Tyto alba

Tyto alba

The common barn owl (Tyto alba Scopoli, 1769) is a nocturnal bird of prey of the Tytonidae family.

Systematics –
From the systematic point of view it belongs to the Eukaryota Domain, Animalia Kingdom, Phylum Chordata, Aves Class, Strigiformes Order, Tytonidae Family and therefore to the Tyto Genus and to the T. alba Species.
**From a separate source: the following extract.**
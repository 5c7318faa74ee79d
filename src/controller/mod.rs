//! Master-Detail Controller: keeps the grid and the edit form in step.

mod session;

pub use session::{MasterDetail, SaveOutcome, SessionState};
Geographical Distribution and Habitat –
The barn owl is a common bird on all continents except in Antarctica.
It is widespread in Latin America and Europe, except in the coldest environments, such as the Alps and Scandinavia. It is less common in North America and in Canada and completely absent in Alaska. There are many specimens of various subspecies in Africa. They are also present in Indochina and Australia.
The Tyto alba is a bird whose typical habitat is represented by the areas of open countryside and the edges of the woods where they often hunt for food.

Description –
The barn owl recognizes itself as having a length between 34 and 40 cm, with a wingspan of almost one meter. The weight varies from about 200 grams for the smallest subspecies (such as in the Galápagos Islands) to over 500 grams like the barn owl in North America, while the European barn owls weigh from 300 grams (male) to 400 grams (females).
Characteristic is its heart-shaped facial disk and tuft-free ears. The upper parts are tawny-golden in color with black and white, while the lower parts are white or fawn. The plumage is generally very bright. The large white heart-shaped disc is also white in color, while the eyes are black and the beak are white and reddish.
There is a slight sexual dimorphism between males and females. In females, usually larger, the colors are darker.
The barn owl can also be recognized for its swinging flight when approaching the hunting grounds.

Biology –
Tyto alba is a sedentary, nesting and partial migratory bird.
The reproduction period is from March to November, with ordinary periods between April and May, but sometimes it also nests in October and November. It nests in niches, various cavities, nest boxes, etc. He therefore does not build a nest but merely places his eggs in a sheltered and well-hidden place.
The female lays 3 to 15 elongated, rough and opaque white eggs which it hatches for 32-34 days (one, sometimes two broods per year). The male feeds the female during the hatching and both then take care of the offspring. The offspring is nidicola and leaves the nest after about 6 weeks, but remains nearby for some time. There have been cases in which parents have continued to feed the young ones caught by the man, if exposed in outdoor cages.
In freedom he can live over 21 years.

Ecological Role –
The barn owl is a stationary bird in the true sense of the word, and generally does not even undertake brief excursions. This bird has no natural enemies and does not fear humans.
Of nocturnal habits in which it crosses the countryside with a wavy, silent and light flight grazing the ground. When it flies it emits a hoarse and unpleasant cry.
The barn owl is therefore active at night, and occasionally also during the day, hunting for small mammals and small birds; in particular it feeds on mice, rats, shrews, moles, nfibis, reptiles and large insects.
In the cities it often captures the larks, the nightingales, the thrushes and the finches that are found in the cages hanging outside the windows.
It swallows the whole prey, and the bones and other indigestible parts are regurgitated in the form of small spheroidal masses called borre.
The barn owl is protected by law, but unfortunately, in some places, even today, its appearance on the roofs of houses is interpreted as an index of doom and death, triggering real hunting in the population that also involves many other nocturnal raptors .

Guido Bissanti

Sources
– Wikipedia, the free encyclopedia.
– C. Battisti, D. Taffon, F. Giucca, 2008. Atlas of breeding birds, Gangemi Editore, Rome.
– L. Svensson, K. Mullarney, D. Zetterstrom, 1999. Guide to the birds of Europe, North Africa and the Near East, Harper Collins Publisher, United Kingdom.